16. Традиционный характер вульгарного реализма в средние века

Такое же органическое переплетение высокого с низким, страстей с фарсами продолжается и в драме, в мистериях и в испанских autos, состоящих из грубого фарса в соединении с патэмой, и в «комедиях святых», где в фарсовом окружении действуют божества, апостолы и святые. Рядом с изображением священной истории выводятся в антрактах плясуны, акробаты, фокусники, клоуны — смесь страстей и цирка1026. Так закладывается база для будущих intermezzo и испанских entremes, вводных междуактовых сценок комедийно-фарсового характера1027. Реалистические сценки, прерывая серьезные действия (мистерий, моралий, мираклей), выводили дураков, шарлатанов, хитрых слуг, чертей, которые ссорились и дрались.

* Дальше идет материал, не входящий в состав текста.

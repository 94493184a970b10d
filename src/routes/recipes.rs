// ABOUTME: Recipe book routes with text and tag search
// ABOUTME: Deleting a recipe leaves planned cooks in place with the link cleared
//
// SPDX-License-Identifier: MIT OR Apache-2.0
// Copyright (c) 2025 Pierre Fitness Intelligence

use std::sync::Arc;

use axum::{
    extract::{Path, Query, State},
    http::StatusCode,
    response::{IntoResponse, Response},
    routing::get,
    Json, Router,
};

use crate::database::{CreateRecipeRequest, ListRecipesFilter, UpdateRecipeRequest};
use crate::errors::{AppError, AppJson};
use crate::mcp::resources::ServerResources;

/// Recipe routes handler
pub struct RecipeRoutes;

impl RecipeRoutes {
    /// Create all recipe routes
    pub fn routes(resources: Arc<ServerResources>) -> Router {
        Router::new()
            .route(
                "/api/recipes",
                get(Self::list_recipes).post(Self::create_recipe),
            )
            .route(
                "/api/recipes/:recipe_id",
                get(Self::get_recipe)
                    .put(Self::update_recipe)
                    .delete(Self::delete_recipe),
            )
            .with_state(resources)
    }

    async fn list_recipes(
        State(resources): State<Arc<ServerResources>>,
        Query(filter): Query<ListRecipesFilter>,
    ) -> Result<Response, AppError> {
        let recipes = resources.database.recipes().list(&filter).await?;
        Ok((StatusCode::OK, Json(recipes)).into_response())
    }

    async fn create_recipe(
        State(resources): State<Arc<ServerResources>>,
        AppJson(request): AppJson<CreateRecipeRequest>,
    ) -> Result<Response, AppError> {
        let recipe = resources.database.recipes().create(&request).await?;
        Ok((StatusCode::CREATED, Json(recipe)).into_response())
    }

    async fn get_recipe(
        State(resources): State<Arc<ServerResources>>,
        Path(recipe_id): Path<String>,
    ) -> Result<Response, AppError> {
        let recipe = resources
            .database
            .recipes()
            .get(&recipe_id)
            .await?
            .ok_or_else(|| AppError::not_found(format!("Recipe {recipe_id}")))?;
        Ok((StatusCode::OK, Json(recipe)).into_response())
    }

    async fn update_recipe(
        State(resources): State<Arc<ServerResources>>,
        Path(recipe_id): Path<String>,
        AppJson(request): AppJson<UpdateRecipeRequest>,
    ) -> Result<Response, AppError> {
        let recipe = resources
            .database
            .recipes()
            .update(&recipe_id, &request)
            .await?
            .ok_or_else(|| AppError::not_found(format!("Recipe {recipe_id}")))?;
        Ok((StatusCode::OK, Json(recipe)).into_response())
    }

    async fn delete_recipe(
        State(resources): State<Arc<ServerResources>>,
        Path(recipe_id): Path<String>,
    ) -> Result<Response, AppError> {
        if resources.database.recipes().delete(&recipe_id).await? {
            Ok(StatusCode::NO_CONTENT.into_response())
        } else {
            Err(AppError::not_found(format!("Recipe {recipe_id}")))
        }
    }
}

Но особенно эта двуликость сказывается в показательных даже по названию Farsas Sacramentales, «священных фарсах» старинной Испании. Их содержанием являлись страсти, но среди действующих священных лиц находился и шут (Bobo), а комедийно-фарсовый элемент играл слишком большую роль1028. Эти грубые и непристойные фарсы del Sacramento исполнялись специально в страстной праздник «Тела Христова», много внутреннего смысла в том, что при этих представлениях исполнялся обсценный танец, сарабанда, и страсти божественного тела сопровождались непристойными телодвижениями страстного танца. И однако связь этих культовых действ и фольклорной драмы с классической испанской трагедией была ясна уже для Тикнора1029.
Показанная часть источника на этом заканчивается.